======== Extracted records
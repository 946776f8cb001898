//! # Client Configuration
//!
//! This module manages client configuration loaded from environment variables.
//! All configuration is validated on startup to fail fast if misconfigured.
//!
//! ## Environment Variables
//!
//! | Variable | Default | Rule |
//! |----------|---------|------|
//! | `API_BASE_URL` | `http://127.0.0.1:3001/api/v1` | http(s) URL |
//! | `API_TIMEOUT_SECS` | `10` | 1-120 |
//! | `MAX_STAKE` | `100000` | positive, at most 2^53 - 1 |
//! | `MAX_RETRIES` | `3` | at most 10 |
//! | `RETRY_BACKOFF_MS` | `250` | at most 60000 |
//! | `AUTH_ALLOWED_ALGS` | `RS256,ES256` | known algorithms, never `none` |
//!
//! ## Global Config Access
//!
//! Use [`core_config()`] to access the global configuration instance:
//!
//! ```rust,no_run
//! use lib_core::config::core_config;
//!
//! let config = core_config();
//! let base_url = &config.api_base_url;
//! ```
//!
//! The config must be initialized once at application startup using [`init_config()`].

use std::sync::OnceLock;
use std::time::Duration;

use lib_auth::CredentialPolicy;
use lib_utils::{get_env_list, get_env_or, get_env_parse_or, MAX_SAFE_INTEGER};
use tracing::info;
use url::Url;

use crate::contract::trade::DEFAULT_MAX_STAKE;
use crate::contract::TradeLimits;

pub const DEFAULT_API_BASE_URL: &str = "http://127.0.0.1:3001/api/v1";
const DEFAULT_ALLOWED_ALGS: [&str; 2] = ["RS256", "ES256"];

/// Client configuration loaded from environment variables.
#[derive(Clone, Debug, PartialEq)]
pub struct ClientConfig {
    /// Base URL every endpoint path is appended to
    pub api_base_url: String,

    /// Per-request timeout in seconds
    ///
    /// Valid range: 1-120
    pub api_timeout_secs: u64,

    /// Platform cap on a single stake, in USD
    pub max_stake: f64,

    /// Extra attempts for a retryable trade failure
    pub max_retries: u32,

    /// Base delay between retries, doubled per attempt
    pub retry_backoff_ms: u64,

    /// Signing algorithms a bearer credential may use
    pub allowed_algorithms: Vec<String>,
}

impl Default for ClientConfig {
    fn default() -> Self {
        Self {
            api_base_url: DEFAULT_API_BASE_URL.to_string(),
            api_timeout_secs: 10,
            max_stake: DEFAULT_MAX_STAKE,
            max_retries: 3,
            retry_backoff_ms: 250,
            allowed_algorithms: DEFAULT_ALLOWED_ALGS.iter().map(|s| s.to_string()).collect(),
        }
    }
}

impl ClientConfig {
    /// Load configuration from environment variables.
    pub fn from_env() -> Result<Self, String> {
        let defaults = Self::default();

        Ok(Self {
            api_base_url: get_env_or("API_BASE_URL", DEFAULT_API_BASE_URL),
            api_timeout_secs: get_env_parse_or("API_TIMEOUT_SECS", defaults.api_timeout_secs)
                .map_err(|e| e.to_string())?,
            max_stake: get_env_parse_or("MAX_STAKE", defaults.max_stake).map_err(|e| e.to_string())?,
            max_retries: get_env_parse_or("MAX_RETRIES", defaults.max_retries).map_err(|e| e.to_string())?,
            retry_backoff_ms: get_env_parse_or("RETRY_BACKOFF_MS", defaults.retry_backoff_ms)
                .map_err(|e| e.to_string())?,
            allowed_algorithms: get_env_list("AUTH_ALLOWED_ALGS", &DEFAULT_ALLOWED_ALGS),
        })
    }

    /// Validate configuration values against safety rules.
    pub fn validate(&self) -> Result<(), String> {
        let url = Url::parse(&self.api_base_url)
            .map_err(|e| format!("API_BASE_URL must be a valid URL: {}", e))?;
        if !matches!(url.scheme(), "http" | "https") {
            return Err("API_BASE_URL must use http or https".to_string());
        }
        if url.cannot_be_a_base() {
            return Err("API_BASE_URL must be a base URL".to_string());
        }

        if self.api_timeout_secs < 1 || self.api_timeout_secs > 120 {
            return Err("API_TIMEOUT_SECS must be between 1 and 120".to_string());
        }

        if !self.max_stake.is_finite() || self.max_stake <= 0.0 || self.max_stake > MAX_SAFE_INTEGER {
            return Err("MAX_STAKE must be positive and at most 9007199254740991".to_string());
        }

        if self.max_retries > 10 {
            return Err("MAX_RETRIES must be at most 10".to_string());
        }

        if self.retry_backoff_ms > 60_000 {
            return Err("RETRY_BACKOFF_MS must be at most 60000".to_string());
        }

        if self.allowed_algorithms.is_empty() {
            return Err("AUTH_ALLOWED_ALGS must name at least one algorithm".to_string());
        }
        CredentialPolicy::from_names(self.allowed_algorithms.as_slice())
            .map_err(|e| format!("AUTH_ALLOWED_ALGS is invalid: {}", e))?;

        Ok(())
    }

    pub fn credential_policy(&self) -> CredentialPolicy {
        CredentialPolicy::from_names(self.allowed_algorithms.as_slice()).unwrap_or_default()
    }

    pub fn trade_limits(&self) -> TradeLimits {
        TradeLimits {
            max_stake: self.max_stake,
        }
    }

    pub fn timeout(&self) -> Duration {
        Duration::from_secs(self.api_timeout_secs)
    }

    pub fn retry_backoff(&self) -> Duration {
        Duration::from_millis(self.retry_backoff_ms)
    }
}

/// Global configuration instance (initialized once at startup).
static CONFIG: OnceLock<ClientConfig> = OnceLock::new();

/// Initialize the global configuration.
///
/// # Errors
///
/// Returns an error if:
/// - Environment variables are set but unparsable
/// - Configuration validation fails
/// - Config has already been initialized
pub fn init_config() -> Result<(), String> {
    let config = ClientConfig::from_env()?;
    config.validate()?;
    info!(
        base_url = %config.api_base_url,
        timeout_secs = config.api_timeout_secs,
        max_retries = config.max_retries,
        "client config loaded"
    );

    CONFIG
        .set(config)
        .map_err(|_| "Config has already been initialized".to_string())
}

/// Get a reference to the global configuration.
///
/// # Panics
///
/// Panics if [`init_config()`] has not been called yet.
pub fn core_config() -> &'static ClientConfig {
    CONFIG.get().expect("Config must be initialized with init_config() before use")
}

#[cfg(test)]
mod tests {
    use super::*;

    #[test]
    fn test_defaults_are_valid() {
        let config = ClientConfig::default();
        assert!(config.validate().is_ok());
        assert_eq!(config.timeout(), Duration::from_secs(10));
        assert_eq!(config.trade_limits().max_stake, 100_000.0);
        assert_eq!(config.credential_policy().allowed_algorithms.len(), 2);
    }

    #[test]
    fn test_validation_rules() {
        let with = |f: fn(&mut ClientConfig)| {
            let mut config = ClientConfig::default();
            f(&mut config);
            config.validate()
        };

        assert!(with(|c| c.api_base_url = "not a url".into()).is_err());
        assert!(with(|c| c.api_base_url = "ftp://example.com".into()).is_err());
        assert!(with(|c| c.api_base_url = "https://api.example.com/v1".into()).is_ok());
        assert!(with(|c| c.api_timeout_secs = 0).is_err());
        assert!(with(|c| c.api_timeout_secs = 121).is_err());
        assert!(with(|c| c.max_stake = 0.0).is_err());
        assert!(with(|c| c.max_stake = f64::INFINITY).is_err());
        assert!(with(|c| c.max_stake = 1e16).is_err());
        assert!(with(|c| c.max_retries = 11).is_err());
        assert!(with(|c| c.retry_backoff_ms = 60_001).is_err());
        assert!(with(|c| c.allowed_algorithms = vec!["none".into()]).is_err());
        assert!(with(|c| c.allowed_algorithms = vec!["RS999".into()]).is_err());
        assert!(with(|c| c.allowed_algorithms = vec![]).is_err());
    }
}
//! # Core Library
//!
//! The client-side trading-request contract: error taxonomy, configuration,
//! error redaction, idempotency keys, and the preflight checks every request
//! passes before it leaves the client.

pub mod config;
pub mod contract;
pub mod error;
pub mod idempotency;
pub mod redact;

// Re-export commonly used types
pub use config::ClientConfig;
pub use contract::{Boundary, ContractViolation, Preflight};
pub use error::{ClientError, Result};
pub use idempotency::{generate_idempotency_key, IdempotencyKey};
pub use redact::{error_message_or, sanitize_error, GENERIC_ERROR_MESSAGE};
================
* **Work required**
Lines containing the string "static" are the ones to copy from the entries above.

* **Task answer**
static CONFIG: OnceLock<ClientConfig> = OnceLock::new();
pub fn core_config() -> &'static ClientConfig {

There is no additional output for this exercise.